Food & beverage processors have made good on pledges to cut sodium, according to a 15-year study published online by JAMA Internal Medicine, part of the Journal of the American Medical Assn.
The amount of sodium that households acquired from packaged food & beverage purchases decreased significantly – by 12 percent – between 2000 and 2014. Overall, sodium consumption decreased by 396mg per day. But more work needs to be done, as 98 percent of U.S. households still were using products with more sodium than "optimal levels" (1.1mg/kcal or less).
The study had a huge sample – 172,042 households (754,608 year-level observations) using the Nielsen Homescan Consumer Panel. While reductions were seem in all top food sources of sodium between 2000 and 2014, they were particularly significant in condiments, sauces & dips (-114mg/100g) and "salty" snacks (-142mg/100g). Decreases began in 2005 and continued through 2014.

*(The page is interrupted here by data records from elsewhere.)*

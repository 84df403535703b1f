//! # Calculator Entry Points
//!
//! [`calc`] evaluates the longest expression at the start of the input and,
//! like the original calculator, ignores whatever follows it: `calc("1+2}x")`
//! is `3`. [`calc_strict`] rejects such input with
//! [`CalcError::IncompleteConsumption`]. [`parse`] exposes the full
//! [`Evaluation`] (tree, value, unconsumed suffix, statistics) so callers can
//! make that decision themselves.
//!
//! ```rust
//! # use parcomb_calc::{calc, calc_strict, parse, CalcError, Config, Number};
//! assert_eq!(calc("2*3+4").unwrap(), Number::Int(14));
//! assert_eq!(calc("5+3 trailing").unwrap(), Number::Int(8));
//! assert!(matches!(
//!     calc_strict("5+3 trailing"),
//!     Err(CalcError::IncompleteConsumption { consumed: 3, .. })
//! ));
//!
//! let eval = parse("{1+2}}", &Config::default()).unwrap();
//! assert_eq!(eval.value, Number::Int(3));
//! assert_eq!(eval.remaining(), "}");
//! assert!(!eval.is_complete());
//! ```

use crate::grammar::{CalcSymbol, calc_grammar};
use crate::{CalcError, Number};
use parcomb::{Input, Limits, ParseStats};

/// Options for a single evaluation.
#[derive(Debug, Clone, Copy, PartialEq, Eq)]
pub struct Config {
    /// Require the expression to cover the entire input.
    pub strict: bool,
    /// Longest input accepted, in bytes.
    pub max_input_len: usize,
    /// Deepest rule nesting allowed; see [`Limits::max_depth`].
    pub max_depth: usize,
    /// Rule attempts allowed per parse; see [`Limits::max_attempts`].
    pub max_attempts: usize,
}

impl Config {
    pub const DEFAULT_MAX_INPUT_LEN: usize = 1024;

    pub fn strict() -> Self {
        Self {
            strict: true,
            ..Self::default()
        }
    }
}

impl Default for Config {
    fn default() -> Self {
        Self {
            strict: false,
            max_input_len: Self::DEFAULT_MAX_INPUT_LEN,
            max_depth: Limits::DEFAULT_MAX_DEPTH,
            max_attempts: Limits::DEFAULT_MAX_ATTEMPTS,
        }
    }
}

/// A successful parse of the start of some input.
#[derive(Debug, Clone, PartialEq)]
pub struct Evaluation<'a> {
    /// Root `expression` symbol.
    pub tree: CalcSymbol,
    /// Value of the root symbol.
    pub value: Number,
    /// Input left after the expression.
    pub rest: Input<'a>,
    pub stats: ParseStats,
}

impl<'a> Evaluation<'a> {
    /// Bytes covered by the expression.
    #[inline]
    pub fn consumed(&self) -> usize {
        self.rest.pos()
    }

    /// The unconsumed suffix.
    #[inline]
    pub fn remaining(&self) -> &'a str {
        self.rest.remaining()
    }

    #[inline]
    pub fn is_complete(&self) -> bool {
        self.rest.is_empty()
    }

    /// Fails with [`CalcError::IncompleteConsumption`] if input was left over.
    pub fn check_complete(&self) -> Result<(), CalcError> {
        if self.is_complete() {
            Ok(())
        } else {
            Err(CalcError::IncompleteConsumption {
                consumed: self.consumed(),
                remaining: self.remaining().into(),
            })
        }
    }
}

/// Parses and evaluates the expression at the start of `input`.
pub fn parse<'a>(input: &'a str, config: &Config) -> Result<Evaluation<'a>, CalcError> {
    if input.len() > config.max_input_len {
        return Err(CalcError::InputTooLong {
            len: input.len(),
            max: config.max_input_len,
        });
    }

    let grammar = calc_grammar()?;
    let mut parser = grammar.parser(Limits {
        max_depth: config.max_depth,
        max_attempts: config.max_attempts,
    });
    let outcome = parser.parse(grammar.start(), input)?;
    let Some((tree, rest)) = outcome.into_match() else {
        log::debug!("{input:?}: no match");
        return Err(CalcError::NoMatch);
    };
    let value = tree.result().copied().ok_or(CalcError::Malformed {
        rule: "expression",
    })?;

    let evaluation = Evaluation {
        tree,
        value,
        rest,
        stats: parser.stats(),
    };
    log::debug!(
        "{input:?} = {value}, {} byte(s) unconsumed",
        evaluation.rest.len()
    );
    if config.strict {
        evaluation.check_complete()?;
    }
    Ok(evaluation)
}

/// Evaluates `input`, ignoring anything after the leading expression.
pub fn calc(input: &str) -> Result<Number, CalcError> {
    parse(input, &Config::default()).map(|e| e.value)
}

/// Evaluates `input`, which must consist of exactly one expression.
pub fn calc_strict(input: &str) -> Result<Number, CalcError> {
    parse(input, &Config::strict()).map(|e| e.value)
}
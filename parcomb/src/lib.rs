//! Copyright (c) 2005–2025 IKH Software, Inc.
//!
//! Released under the terms of the GNU Lesser General Public License, version 3.0
//! or (at your option) any later version (LGPL-3.0-or-later).
//!
//! Recursive-descent parser combinators with attached semantic evaluation.
//!
//! A grammar is a table of [`Rule`]s indexed by a user-defined
//! [`SymbolKind`]. Terminal rules recognize one character; non-terminal rules
//! compose other rules by sequence and ordered alternation. Each rule may
//! carry a [`Handler`] that computes the value of the [`Symbol`] it produced,
//! so evaluation happens bottom-up while the input is being recognized.
//!
//! Key components:
//! - `cursor`: the [`Input`] suffix view and byte [`Span`]s
//! - `symbol`: parse-tree nodes and the [`SymbolKind`] trait
//! - `grammar`: [`Recognizer`], [`Rule`] and the validated [`Grammar`] table
//! - `parser`: the [`Parser`] engine, [`ParseOutcome`], [`Limits`] and [`ParseStats`]
//! - `error`: [`ParseError`] and [`GrammarError`]

mod cursor;
mod error;
mod grammar;
mod parser;
mod symbol;

pub use crate::cursor::{Input, Span};
pub use crate::error::{GrammarError, ParseError};
pub use crate::grammar::{Grammar, GrammarBuilder, Handler, Recognizer, Rule};
pub use crate::parser::{Limits, ParseOutcome, ParseStats, Parser};
pub use crate::symbol::{Matched, Symbol, SymbolKind, Walk};
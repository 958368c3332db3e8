use std::sync::Arc;
use std::time::Instant;

use tokio::sync::mpsc;
use tokio::time::{sleep, Duration};
use tracing::{error, info, warn};
use uuid::Uuid;

use crate::engine::locator::find_candidates;
use crate::error::AppError;
use crate::models::request::RequestStatus;
use crate::notify::{summary_for, DispatchNotification};
use crate::state::AppState;

#[derive(Debug, Clone)]
pub struct DispatchJob {
    pub request_id: Uuid,
    pub radius_km: Option<f64>,
}

/// Bounded retry with exponential backoff, framework-independent so the
/// broadcaster does not depend on any task-queue runtime.
#[derive(Debug, Clone)]
pub struct RetryPolicy {
    pub max_attempts: u32,
    pub base_delay: Duration,
}

impl RetryPolicy {
    pub fn from_config(state: &AppState) -> Self {
        Self {
            max_attempts: state.config.broadcast_max_attempts,
            base_delay: Duration::from_secs(state.config.broadcast_backoff_secs),
        }
    }

    /// delay = base × 2^attempt
    pub fn delay_for(&self, attempt: u32) -> Duration {
        self.base_delay * 2u32.saturating_pow(attempt)
    }
}

pub async fn enqueue_dispatch(state: &AppState, job: DispatchJob) -> Result<(), AppError> {
    state
        .dispatch_tx
        .send(job)
        .await
        .map_err(|err| AppError::Internal(format!("dispatch queue send failed: {err}")))?;

    state.metrics.dispatch_jobs_in_queue.inc();
    Ok(())
}

/// Background dispatch loop: runs candidate search and notification fan-out
/// for each queued request, decoupled from the request-creation path.
pub async fn run_dispatch_engine(state: Arc<AppState>, mut job_rx: mpsc::Receiver<DispatchJob>) {
    info!("dispatch engine started");

    while let Some(job) = job_rx.recv().await {
        state.metrics.dispatch_jobs_in_queue.dec();

        let radius_km = job.radius_km.unwrap_or(state.config.default_radius_km);
        let start = Instant::now();
        let notified = broadcast(&state, job.request_id, radius_km).await;
        let elapsed = start.elapsed().as_secs_f64();

        let outcome = if notified > 0 { "notified" } else { "empty" };
        state
            .metrics
            .assignment_latency_seconds
            .with_label_values(&[outcome])
            .observe(elapsed);
        state
            .metrics
            .broadcasts_total
            .with_label_values(&[outcome])
            .inc();
    }

    warn!("dispatch engine stopped: job channel closed");
}

/// Finds candidates around the request origin, records them in the notified
/// set and hands notifications to the sink. Returns the number of providers
/// newly added to the notified set.
///
/// Transient failures are retried with exponential backoff; after exhaustion
/// the request is left Pending and re-broadcastable, never failed outright.
pub async fn broadcast(state: &AppState, request_id: Uuid, radius_km: f64) -> usize {
    let policy = RetryPolicy::from_config(state);

    for attempt in 0..policy.max_attempts {
        match try_broadcast(state, request_id, radius_km).await {
            Ok(notified) => return notified,
            Err(err) => {
                warn!(
                    request_id = %request_id,
                    attempt,
                    error = %err,
                    "broadcast attempt failed"
                );
                if attempt + 1 < policy.max_attempts {
                    sleep(policy.delay_for(attempt)).await;
                }
            }
        }
    }

    error!(
        request_id = %request_id,
        attempts = policy.max_attempts,
        "broadcast retries exhausted; request stays pending"
    );
    0
}

async fn try_broadcast(
    state: &AppState,
    request_id: Uuid,
    radius_km: f64,
) -> Result<usize, AppError> {
    let (origin, kind) = {
        let request = state
            .requests
            .get(&request_id)
            .ok_or_else(|| AppError::NotFound(format!("request {request_id} not found")))?;

        // Never re-broadcast a claimed or settled request.
        if request.assignee_id.is_some() || request.status != RequestStatus::Pending {
            info!(
                request_id = %request_id,
                status = request.status.as_str(),
                "skipping broadcast for non-pending request"
            );
            return Ok(0);
        }

        (request.origin, request.kind)
    };

    let pool = state.provider_pool();
    let candidates = find_candidates(&origin, radius_km, &pool, state.config.candidate_limit);

    let mut newly_notified = 0;
    for candidate in &candidates {
        let inserted = match state.requests.get_mut(&request_id) {
            Some(mut request) => request.notified.insert(candidate.provider.id),
            None => {
                return Err(AppError::NotFound(format!(
                    "request {request_id} disappeared mid-broadcast"
                )))
            }
        };
        if inserted {
            newly_notified += 1;
        }

        let notification = DispatchNotification {
            provider_id: candidate.provider.id,
            request_id,
            kind,
            origin,
            distance_km: crate::geo::round_km(candidate.distance_km),
            summary: summary_for(kind, candidate.distance_km),
        };

        // A failing sink must not abort the batch.
        if let Err(err) = state.notifier.notify(notification).await {
            warn!(
                request_id = %request_id,
                provider_id = %candidate.provider.id,
                error = %err,
                "notification failed; candidate skipped"
            );
        }
    }

    let kind_label = format!("{kind:?}");
    state
        .metrics
        .providers_notified_total
        .with_label_values(&[kind_label.as_str()])
        .inc_by(newly_notified as u64);

    info!(
        request_id = %request_id,
        candidates = candidates.len(),
        newly_notified,
        radius_km,
        "broadcast complete"
    );
    Ok(newly_notified)
}

#[cfg(test)]
mod tests {
    use std::sync::Arc;

    use async_trait::async_trait;
    use chrono::Utc;

    use super::*;
    use crate::config::Config;
    use crate::geo::{GeoPoint, DEGREES_PER_KM};
    use crate::models::provider::{ProviderSnapshot, ProviderStatus};
    use crate::models::request::{ServiceKind, ServiceRequest};
    use crate::notify::NotificationSink;

    struct FailingSink;

    #[async_trait]
    impl NotificationSink for FailingSink {
        async fn notify(&self, _: DispatchNotification) -> Result<(), AppError> {
            Err(AppError::Internal("sink down".to_string()))
        }
    }

    fn test_state() -> Arc<AppState> {
        let config = Config {
            broadcast_backoff_secs: 0,
            ..Config::default()
        };
        let (state, _rx) = AppState::new(config);
        Arc::new(state)
    }

    fn seed_provider(state: &AppState, center: &GeoPoint, km_north: f64) -> Uuid {
        let provider = ProviderSnapshot {
            id: Uuid::new_v4(),
            name: "test-provider".to_string(),
            location: GeoPoint::new(center.lat + km_north * DEGREES_PER_KM, center.lng),
            status: ProviderStatus::Available,
            approved: true,
            updated_at: Utc::now(),
        };
        let id = provider.id;
        state.providers.insert(id, provider);
        id
    }

    fn seed_request(state: &AppState, origin: GeoPoint) -> Uuid {
        let request = ServiceRequest::new(ServiceKind::Repair, Uuid::new_v4(), origin);
        let id = request.id;
        state.requests.insert(id, request);
        id
    }

    #[tokio::test]
    async fn broadcast_records_in_radius_candidates() {
        let state = test_state();
        let origin = GeoPoint::new(6.5244, 3.3792);
        let near = seed_provider(&state, &origin, 1.0);
        let mid = seed_provider(&state, &origin, 4.0);
        let far = seed_provider(&state, &origin, 8.0);

        let request_id = seed_request(&state, origin);
        let notified = broadcast(&state, request_id, 5.0).await;

        assert_eq!(notified, 2);
        let request = state.requests.get(&request_id).unwrap();
        assert!(request.notified.contains(&near));
        assert!(request.notified.contains(&mid));
        assert!(!request.notified.contains(&far));
    }

    #[tokio::test]
    async fn broadcast_is_idempotent_per_provider() {
        let state = test_state();
        let origin = GeoPoint::new(6.5244, 3.3792);
        seed_provider(&state, &origin, 1.0);
        let request_id = seed_request(&state, origin);

        assert_eq!(broadcast(&state, request_id, 5.0).await, 1);
        // Same candidate again: already in the notified set.
        assert_eq!(broadcast(&state, request_id, 5.0).await, 0);
        assert_eq!(state.requests.get(&request_id).unwrap().notified.len(), 1);
    }

    #[tokio::test]
    async fn broadcast_skips_assigned_requests() {
        let state = test_state();
        let origin = GeoPoint::new(6.5244, 3.3792);
        seed_provider(&state, &origin, 1.0);
        let request_id = seed_request(&state, origin);

        let assignee = Uuid::new_v4();
        {
            let mut request = state.requests.get_mut(&request_id).unwrap();
            request.assignee_id = Some(assignee);
            request.status = RequestStatus::Assigned;
        }

        assert_eq!(broadcast(&state, request_id, 5.0).await, 0);
        let request = state.requests.get(&request_id).unwrap();
        assert!(request.notified.is_empty());
        assert_eq!(request.assignee_id, Some(assignee));
    }

    #[tokio::test]
    async fn sink_failure_does_not_reduce_notified_count() {
        let config = Config {
            broadcast_backoff_secs: 0,
            ..Config::default()
        };
        let (mut state, _rx) = AppState::new(config);
        state.notifier = Arc::new(FailingSink);
        let state = Arc::new(state);

        let origin = GeoPoint::new(6.5244, 3.3792);
        seed_provider(&state, &origin, 1.0);
        seed_provider(&state, &origin, 2.0);
        let request_id = seed_request(&state, origin);

        assert_eq!(broadcast(&state, request_id, 5.0).await, 2);
        assert_eq!(state.requests.get(&request_id).unwrap().notified.len(), 2);
    }

    #[tokio::test]
    async fn missing_request_exhausts_retries_and_returns_zero() {
        let state = test_state();
        assert_eq!(broadcast(&state, Uuid::new_v4(), 5.0).await, 0);
    }

    #[test]
    fn backoff_doubles_per_attempt() {
        let policy = RetryPolicy {
            max_attempts: 3,
            base_delay: Duration::from_secs(60),
        };
        assert_eq!(policy.delay_for(0), Duration::from_secs(60));
        assert_eq!(policy.delay_for(1), Duration::from_secs(120));
        assert_eq!(policy.delay_for(2), Duration::from_secs(240));
    }
}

Food & beverage processors have been in the crosshairs on this subject, as Americans get more than 75 percent of their sodium from processed foods, according to the Centers for Disease Control and Prevention. Americans currently consume 3,400mg of sodium per day, far more than 2,300mg suggested in the 2015 Dietary Guidelines for Americans (for the sizable portion of the population with hypertension, the recommend limit is 1,500mg per day).